* Task prompt:
Using the data that follows, give the number of lines where the string "program" occurs, and nothing else.
[Task inputs Boundary: Start]
//! リプレイエンジンのプロセス実行機能

use crate::invocation::ReplayInvocation;
use std::borrow::Cow;
use std::path::PathBuf;
use std::process::Stdio;
use std::time::Duration;
use tokio::io::AsyncWriteExt;
use tokio::process::Command;
use tracing::{debug, info, warn};

/// リプレイエンジンの実行時間の上限（デフォルト）
pub const DEFAULT_TIMEOUT: Duration = Duration::from_secs(60);

/// リプレイエンジン実行時のエラー
#[derive(Debug, thiserror::Error)]
pub enum ReplayError {
    /// 制限時間内にプロセスが終了しなかった
    #[error("Command timed out after {}", format_duration(.0))]
    Timeout(Duration),

    /// 実行ファイルを起動できなかった
    #[error("Failed to launch '{}': {source}", .program.display())]
    Spawn {
        program: PathBuf,
        #[source]
        source: std::io::Error,
    },

    /// プロセスとの入出力に失敗した
    #[error("Failed to communicate with replay engine: {0}")]
    Io(#[from] std::io::Error),

    /// 非同期ランタイムを構築できなかった
    #[error("Failed to build async runtime: {0}")]
    Runtime(#[source] std::io::Error),
}

fn format_duration(duration: &Duration) -> String {
    if duration.subsec_millis() == 0 {
        format!("{} seconds", duration.as_secs())
    } else {
        format!("{} ms", duration.as_millis())
    }
}

/// 終了したリプレイエンジンの結果
#[derive(Debug, Clone, Default, PartialEq, Eq)]
pub struct ProcessOutput {
    /// 終了コード（シグナルで終了した場合は `None`）
    pub code: Option<i32>,
    /// 終了させたシグナル番号（Unixのみ）
    pub signal: Option<i32>,
    /// 標準出力
    pub stdout: Vec<u8>,
    /// 標準エラー出力
    pub stderr: Vec<u8>,
}

impl ProcessOutput {
    /// 終了コードが0かどうか
    pub fn success(&self) -> bool {
        self.code == Some(0)
    }

    /// 標準出力をUTF-8として解釈する（不正なバイト列は置換文字になる）
    pub fn stdout_lossy(&self) -> Cow<'_, str> {
        String::from_utf8_lossy(&self.stdout)
    }

    /// 標準エラー出力をUTF-8として解釈する（不正なバイト列は置換文字になる）
    pub fn stderr_lossy(&self) -> Cow<'_, str> {
        String::from_utf8_lossy(&self.stderr)
    }
}

impl From<std::process::Output> for ProcessOutput {
    fn from(output: std::process::Output) -> Self {
        #[cfg(unix)]
        let signal = {
            use std::os::unix::process::ExitStatusExt;
            output.status.signal()
        };
        #[cfg(not(unix))]
        let signal = None;

        Self {
            code: output.status.code(),
            signal,
            stdout: output.stdout,
            stderr: output.stderr,
        }
    }
}

/// リプレイエンジンを1回実行する
///
/// バッチスクリプトを標準入力に渡し、終了したプロセスの出力を返します。
/// 再試行は行いません。
pub trait ReplayRunner {
    fn run(&self, invocation: &ReplayInvocation, script: &str)
        -> Result<ProcessOutput, ReplayError>;
}

/// 実際にサブプロセスを起動するランナー
#[derive(Debug, Clone, Copy, PartialEq, Eq)]
pub struct SubprocessRunner {
    timeout: Duration,
}

impl SubprocessRunner {
    /// 指定した制限時間でランナーを作成する
    pub fn new(timeout: Duration) -> Self {
        Self { timeout }
    }

    /// 制限時間を取得する
    pub fn timeout(&self) -> Duration {
        self.timeout
    }

    /// サブプロセスを起動して終了まで待機する
    ///
    /// スクリプトの書き込みと出力の読み出しを並行して行うので、
    /// パイプのバッファが埋まってもデッドロックしません。
    /// 制限時間を超えた場合、子プロセスは `kill_on_drop` により強制終了されます。
    async fn run_async(
        &self,
        invocation: &ReplayInvocation,
        script: &str,
    ) -> Result<ProcessOutput, ReplayError> {
        let mut child = Command::new(invocation.program())
            .args(invocation.args())
            .stdin(Stdio::piped())
            .stdout(Stdio::piped())
            .stderr(Stdio::piped())
            .kill_on_drop(true)
            .spawn()
            .map_err(|source| ReplayError::Spawn {
                program: invocation.program().to_path_buf(),
                source,
            })?;

        debug!(pid = ?child.id(), "replay engine spawned");

        let stdin = child.stdin.take();
        let feed = async move {
            let Some(mut stdin) = stdin else {
                return Ok(());
            };
            match stdin.write_all(script.as_bytes()).await {
                // エンジンがスクリプトを読み切る前に終了した場合
                Err(e) if e.kind() == std::io::ErrorKind::BrokenPipe => {
                    warn!("replay engine closed stdin before the whole script was sent");
                    Ok(())
                }
                Err(e) => Err(e),
                Ok(()) => stdin.shutdown().await.or_else(|e| {
                    if e.kind() == std::io::ErrorKind::BrokenPipe {
                        Ok(())
                    } else {
                        Err(e)
                    }
                }),
            }
        };

        let exchange = async {
            let (fed, output) = tokio::join!(feed, child.wait_with_output());
            fed?;
            output
        };

        match tokio::time::timeout(self.timeout, exchange).await {
            Ok(Ok(output)) => {
                let output = ProcessOutput::from(output);
                info!(code = ?output.code, signal = ?output.signal, "replay engine exited");
                Ok(output)
            }
            Ok(Err(e)) => Err(ReplayError::Io(e)),
            Err(_) => {
                info!(timeout = ?self.timeout, "replay engine timed out, killing it");
                Err(ReplayError::Timeout(self.timeout))
            }
        }
    }
}

impl Default for SubprocessRunner {
    fn default() -> Self {
        Self::new(DEFAULT_TIMEOUT)
    }
}

impl ReplayRunner for SubprocessRunner {
    fn run(
        &self,
        invocation: &ReplayInvocation,
        script: &str,
    ) -> Result<ProcessOutput, ReplayError> {
        info!(command = %invocation, timeout = ?self.timeout, "launching replay engine");

        // 呼び出し元のスレッドだけで完結させる
        let runtime = tokio::runtime::Builder::new_current_thread()
            .enable_all()
            .build()
            .map_err(ReplayError::Runtime)?;

        runtime.block_on(self.run_async(invocation, script))
    }
}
[Task inputs Boundary: End]
* Task response:
4